Stuart Marks smarks at openjdk.java.net
Thu Feb 11 04:49:43 UTC 2021


On Thu, 11 Feb 2021 04:24:40 GMT, Stuart Marks <smarks at openjdk.org> wrote:

>> Joe Darcy has updated the pull request incrementally with one additional commit since the last revision:
>> 
>>   Fix typos in javadoc tags found during review.
>
> src/java.base/share/classes/java/math/BigDecimal.java line 97:
> 
>> 95:  * contrast, the {@link equals equals} method requires both the
>> 96:  * numerical value and representation to be the same for equality to
>> 97:  * hold.
> 
> Note, discussing "representation" is ok here since the context is discussing the representation of BigDecimal (in contrast to the text in Comparable).

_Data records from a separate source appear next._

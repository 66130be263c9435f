mod cli;
mod core;
mod error;
mod tui;

use crate::cli::{Cli, Commands, LogFormat, OutputFormat, RunArgs, SearchArgs};
use crate::core::{
    Discovery, OpenAiChat, Pipeline, SearchService, TranscriptService, extract_video_id,
    join_segments, parse_languages, render_json, render_text,
};
use crate::error::{Error, Result};
use clap::Parser;
use tracing::{error, info};

#[tokio::main]
async fn main() {
    // A missing .env file is fine; the environment may already be set.
    let _ = dotenvy::dotenv();

    let cli = Cli::parse();
    init_tracing(&cli);

    if let Err(e) = run(cli).await {
        error!(error = %e, "run failed");
        eprintln!("error: {e}");
        std::process::exit(1);
    }
}

fn init_tracing(cli: &Cli) {
    use tracing_subscriber::{EnvFilter, fmt};

    let filter = match cli.verbose {
        0 => "vidigest=info",
        1 => "vidigest=debug",
        _ => "vidigest=trace",
    };

    let env_filter = EnvFilter::try_from_default_env().unwrap_or_else(|_| EnvFilter::new(filter));

    match cli.log_format {
        LogFormat::Text => {
            fmt()
                .with_env_filter(env_filter)
                .with_target(false)
                .with_writer(std::io::stderr)
                .init();
        }
        LogFormat::Json => {
            fmt()
                .json()
                .with_env_filter(env_filter)
                .with_writer(std::io::stderr)
                .init();
        }
    }
}

async fn run(cli: Cli) -> Result<()> {
    match cli.command {
        Some(Commands::Run(args)) => run_digest(args).await,
        Some(Commands::Search(args)) => run_search(args).await,
        Some(Commands::Transcript { video, languages }) => {
            run_transcript(video, languages).await
        }
        None => run_digest(cli.run).await,
    }
}

async fn run_digest(args: RunArgs) -> Result<()> {
    let settings = args.settings()?;
    let model_config = args.model_config()?;

    info!(
        topic = %settings.topic,
        max_items = settings.max_items,
        model = %model_config.model,
        "starting digest"
    );

    let discovery = SearchService::new()?;
    let transcripts = TranscriptService::new(settings.languages.clone())?;
    let model = OpenAiChat::new(model_config);

    let digest = Pipeline::new(&settings, &discovery, &transcripts)
        .run(model)
        .await?;

    if args.tui {
        tui::view(&digest)?;
    } else {
        match args.format {
            OutputFormat::Text => print!("{}", render_text(&digest)),
            OutputFormat::Json => println!("{}", render_json(&digest)?),
        }
    }

    Ok(())
}

async fn run_search(args: SearchArgs) -> Result<()> {
    let settings = args.settings()?;
    let discovery = SearchService::new()?;

    let ids = discovery
        .search(&settings.topic, &settings.filter, settings.max_items)
        .await?;

    if ids.is_empty() {
        println!("No videos found.");
        return Ok(());
    }

    for (idx, id) in ids.iter().enumerate() {
        println!("{:>3}. {id}  https://youtu.be/{id}", idx + 1);
    }

    Ok(())
}

async fn run_transcript(video_input: String, languages: String) -> Result<()> {
    let video_id = extract_video_id(&video_input)
        .ok_or_else(|| Error::custom("Invalid video URL or ID"))?;

    let languages = parse_languages(&languages);
    if languages.is_empty() {
        return Err(Error::config("at least one transcript language is required"));
    }

    let service = TranscriptService::new(languages)?;
    let transcript = service.fetch(&video_id).await?;
    let text = join_segments(transcript.snippets.iter().map(|s| s.text.as_str()));

    if text.is_empty() {
        return Err(Error::transcript(format!("{video_id}: transcript is empty")));
    }

    println!("{}", textwrap::fill(&text, 100));
    Ok(())
}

It might be reasonable to add a bit of rationale here and give an example. I think the reason that members of the same cohort might not be considered `equals()` to one another is that they are not substitutable. For example, consider 2.0 and 2.00. They are members of the same cohort, because

    new BigDecimal("2.0").compareTo(new BigDecimal("2.00")) == 0

is true. However,

    new BigDecimal("2.0").equals(new BigDecimal("2.00"))

is false. They aren't considered `equals()` because they aren't substitutable, since using them in an arithmetic expression can give different results. For example:

    new BigDecimal("2.0").divide(new BigDecimal(3), RoundingMode.HALF_UP)
    ==> 0.7

    new BigDecimal("2.00").divide(new BigDecimal(3), RoundingMode.HALF_UP)
    ==> 0.67

I think that's the right rationale, and a reasonable example to illustrate it. Edit to taste. I think it would be good to have material like this, though, because people's immediate reaction to BD being inconsistent with equals is "well that's wrong." Well, no, it's right, and I think this is the reason.